Give abortion providers the information, training and supplies they need—including personal protective equipment—to safely offer abortion and contraceptive care

Provide young people and communities with education on sexual and reproductive health

Telehealth and abortion with pills

With physical access to health centers severely limited in some settings during the pandemic, women need other ways to access abortion—such as telehealth services (which can refer for in-clinic care or provide abortion pills for home use) and self-management of abortion with pills. We’re working with partners to build telehealth programs and find innovative ways to reach women with the information and support they need to safely self-manage an abortion. 

Abortion as an essential health service

As COVID-19 began its global spread, Ipas and partners in Africa, Asia and the Americas began calling on governments and health systems to designate abortion care as an essential health service. We continue this advocacy work, aiming to both protect and expand abortion access during the pandemic. We’re also advocating for better protections against sexual violence, which is on the rise during the pandemic, and better access to sexual and reproductive health care for victims of violence.

Keeping women’s health essential despite COVID-19 shortages

Ipas staff and partners around the world are working furiously to protect access to contraception and abortion during the pandemic. Ipas President and CEO Anu Kumar shares examples of the innovative solutions that are emerging in this opinion piece published by CNN.

Anu Kumar

During COVID-19 crisis, lift barriers to reproductive health care — including abortion

As this pandemic continues to take the lives of tens of thousands of people around the world, the health and well-being of everyone is at stake. Governments and health systems need to look out for everyone — including the people who need an abortion. Ipas President and CEO Anu Kumar recommends some actions, including loosening restrictions on abortion self-care, and lifting regulations on abortion with pills and integrating into telemedicine services.

India says abortion is essential during COVID-19; telemedicine can make it accessible

By recognizing that women’s need for abortion is essential and urgent, the Government of India is showing that it cares about its people, says Anisha Aggarwal of the Ipas Development Foundation. But, she notes, in a time when “in-person client-doctor meeting is both risky and difficult, and denial or delay of services can have adverse outcomes, I strongly believe that it is time to harness the potential of telemedicine for abortions.”

Anisha Aggarwal 

Information, training and supplies for abortion providers

We’re working to give health providers the information, training and supplies they need—including personal protective equipment (PPE)—so they can safely offer abortion and contraceptive care during the pandemic. Our solutions include websites and mobile apps with specially tailored resources for health professionals, online trainings on infection prevention for providers and facility staff, and deliveries of needed PPE and other supplies such as contraceptives. 

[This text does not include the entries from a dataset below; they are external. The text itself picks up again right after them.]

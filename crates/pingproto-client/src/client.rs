use std::fmt;
use std::io::{Read, Write};
use std::net::ToSocketAddrs;
use std::ops::ControlFlow;
use std::path::Path;

use pingproto_frame::{FrameError, FrameReader, FrameWriter};
use pingproto_messages::{Message, Version};
use pingproto_transport::DeviceStream;
use tracing::{trace, warn};

use crate::error::Result;
use crate::handshake::{await_protocol_version, HandshakeConfig};
use crate::writer::WriterHandle;

/// Client session to one sonar device.
///
/// Construction performs the version handshake; afterwards the session
/// alternates between exactly one outstanding read (header, then payload)
/// and dispatch. Writes run on a background thread and never interleave
/// with the read cycle. Handlers borrow each message only for the duration
/// of their invocation — copy out anything that must outlive it.
#[derive(Debug)]
pub struct PingClient<R> {
    reader: FrameReader<R>,
    writer: WriterHandle,
    protocol_version: Version,
}

impl PingClient<DeviceStream> {
    /// Connect to a device over UDP and perform the handshake.
    pub fn connect_udp<A: ToSocketAddrs + fmt::Display>(
        addr: A,
        config: &HandshakeConfig,
    ) -> Result<Self> {
        let stream = DeviceStream::connect_udp(addr)?;
        let write_half = stream.try_clone()?;
        Self::from_parts(stream, write_half, config)
    }

    /// Open a serial device and perform the handshake.
    pub fn open_serial(
        path: impl AsRef<Path>,
        baud_rate: u32,
        config: &HandshakeConfig,
    ) -> Result<Self> {
        let stream = DeviceStream::open_serial(path, baud_rate)?;
        let write_half = stream.try_clone()?;
        Self::from_parts(stream, write_half, config)
    }
}

impl<R: Read> PingClient<R> {
    /// Build a session from separate read and write halves and perform the
    /// handshake.
    pub fn from_parts<W: Write + Send + 'static>(
        read_half: R,
        write_half: W,
        config: &HandshakeConfig,
    ) -> Result<Self> {
        let writer = WriterHandle::spawn(FrameWriter::new(write_half)).map_err(FrameError::Io)?;
        let mut reader = FrameReader::new(read_half);
        let protocol_version = await_protocol_version(reader.get_mut(), &writer, config)?;

        Ok(Self {
            reader,
            writer,
            protocol_version,
        })
    }

    /// Protocol version the peer reported during the handshake.
    pub fn protocol_version(&self) -> Version {
        self.protocol_version
    }

    /// Synchronous write; returns the number of bytes actually written.
    ///
    /// A short write is logged as a warning and reported only through the
    /// returned count — command traffic is best-effort by design.
    pub fn send(&self, message: &Message) -> Result<usize> {
        self.writer
            .send_blocking(message.message_id(), message.payload_bytes())
    }

    /// Fire-and-forget write.
    ///
    /// Completion is not reported; failure to even submit the write is
    /// fatal to the session.
    pub fn send_async(&self, message: &Message) -> Result<()> {
        self.writer
            .send_detached(message.message_id(), message.payload_bytes())
    }

    /// Set the device IDs stamped into subsequently written frame headers.
    pub fn set_device_ids(&self, src_device_id: u8, dst_device_id: u8) -> Result<()> {
        self.writer.set_device_ids(src_device_id, dst_device_id)
    }

    /// Read one checksum-verified frame and decode it.
    ///
    /// Frames that pass the checksum but are too short for their declared
    /// layout are logged and skipped; only transport errors surface.
    pub fn read_message(&mut self) -> Result<Message> {
        loop {
            let frame = self.reader.read_frame()?;
            match Message::from_frame(&frame) {
                Ok(message) => {
                    trace!(
                        message_id = frame.header.message_id,
                        name = message.name(),
                        "message received"
                    );
                    return Ok(message);
                }
                Err(err) => warn!(
                    %err,
                    message_id = frame.header.message_id,
                    "dropping undecodable frame"
                ),
            }
        }
    }

    /// Steady-state read loop: dispatch every decoded message to `handler`
    /// until it breaks or a transport error surfaces.
    pub fn run<F>(&mut self, mut handler: F) -> Result<()>
    where
        F: FnMut(&Message) -> ControlFlow<()>,
    {
        loop {
            let message = self.read_message()?;
            if handler(&message).is_break() {
                return Ok(());
            }
        }
    }

    /// Number of framing-error recoveries since the session started.
    pub fn resyncs(&self) -> u64 {
        self.reader.resyncs()
    }
}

Helping health workers prevent infection

In Mozambique, preventing COVID-19 and ensuring abortion care continues

Ipas Mozambique has a multifaceted approach to ensuring women and girls can still access needed reproductive health care—with minimal risk of COVID-19 infection—during the pandemic.

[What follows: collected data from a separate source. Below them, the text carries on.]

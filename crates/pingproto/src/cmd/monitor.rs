use std::ops::ControlFlow;
use std::sync::atomic::{AtomicBool, Ordering};
use std::sync::Arc;

use crate::cmd::MonitorArgs;
use crate::exit::{client_error, CliError, CliResult, INTERNAL, SUCCESS};
use crate::output::{print_message, OutputFormat};

pub fn run(args: MonitorArgs, format: OutputFormat) -> CliResult<i32> {
    let stop = Arc::new(AtomicBool::new(false));
    {
        let stop = Arc::clone(&stop);
        ctrlc::set_handler(move || stop.store(true, Ordering::SeqCst))
            .map_err(|err| CliError::new(INTERNAL, format!("install signal handler: {err}")))?;
    }

    let mut client = args.link.connect()?;

    // The stop flag is only observed between messages; a quiet link keeps
    // the read blocked until the next frame arrives.
    let mut seen = 0usize;
    client
        .run(|message| {
            print_message(message, format);
            seen += 1;

            let count_reached = args.count.is_some_and(|count| seen >= count);
            if stop.load(Ordering::SeqCst) || count_reached {
                ControlFlow::Break(())
            } else {
                ControlFlow::Continue(())
            }
        })
        .map_err(|err| client_error("session", err))?;

    Ok(SUCCESS)
}
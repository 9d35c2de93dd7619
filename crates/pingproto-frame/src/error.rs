/// Errors that can occur during frame encoding/decoding.
#[derive(Debug, thiserror::Error)]
pub enum FrameError {
    /// The frame header does not start with the magic bytes.
    #[error("invalid frame magic (expected 0x42 0x52 \"BR\")")]
    InvalidMagic,

    /// Fewer bytes than a full header were provided.
    #[error("truncated frame header ({got} bytes, need 8)")]
    TruncatedHeader { got: usize },

    /// The buffer is shorter than the header's declared frame size.
    #[error("truncated frame ({got} bytes, need {need})")]
    TruncatedFrame { need: usize, got: usize },

    /// The stored checksum disagrees with the recomputed one.
    #[error("frame checksum mismatch (stored {stored:#06x}, computed {computed:#06x})")]
    ChecksumMismatch { stored: u16, computed: u16 },

    /// The payload exceeds the configured maximum size.
    #[error("payload too large ({size} bytes, max {max})")]
    PayloadTooLarge { size: usize, max: usize },

    /// An I/O error occurred while reading or writing frames.
    #[error("frame I/O error: {0}")]
    Io(#[from] std::io::Error),

    /// The stream ended before a complete frame was received.
    #[error("connection closed (incomplete frame)")]
    ConnectionClosed,
}

pub type Result<T> = std::result::Result<T, FrameError>;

Ipas Mozambique staff engage community in SRHR during COVID-19

“We are mobilizing with one voice to make sure there is continuity of safe abortion, postabortion and contraceptive services during this challenging situation,” says Dr. Ghulam Shabbir Awan, director of Ipas Pakistan.

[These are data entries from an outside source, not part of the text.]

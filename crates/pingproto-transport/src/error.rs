use std::path::PathBuf;

/// Errors that can occur on device transports.
#[derive(Debug, thiserror::Error)]
pub enum TransportError {
    /// Failed to open the serial device.
    #[error("failed to open serial device {path}: {source}")]
    OpenSerial {
        path: PathBuf,
        source: serialport::Error,
    },

    /// Failed to set up the UDP socket towards the device.
    #[error("failed to reach device at {addr}: {source}")]
    Connect { addr: String, source: std::io::Error },

    /// An I/O error occurred on the transport stream.
    #[error("transport I/O error: {0}")]
    Io(#[from] std::io::Error),
}

pub type Result<T> = std::result::Result<T, TransportError>;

Ipas Development Foundation

In India, working to protect reproductive health and combat COVID-19

Ipas Development Foundation (IDF) in India is working to reduce the impact of the COVID-19 pandemic on the public health system, with efforts such as providing personal protective equipment and virtual trainings to health workers. “IDF is committed to keeping reproductive health on the national and state agendas and to strengthening partnerships to meaningfully improve the lives of women and girls across the country,” says IDF Chief Executive Officer Vinoj Manning in an article in The Good Sight.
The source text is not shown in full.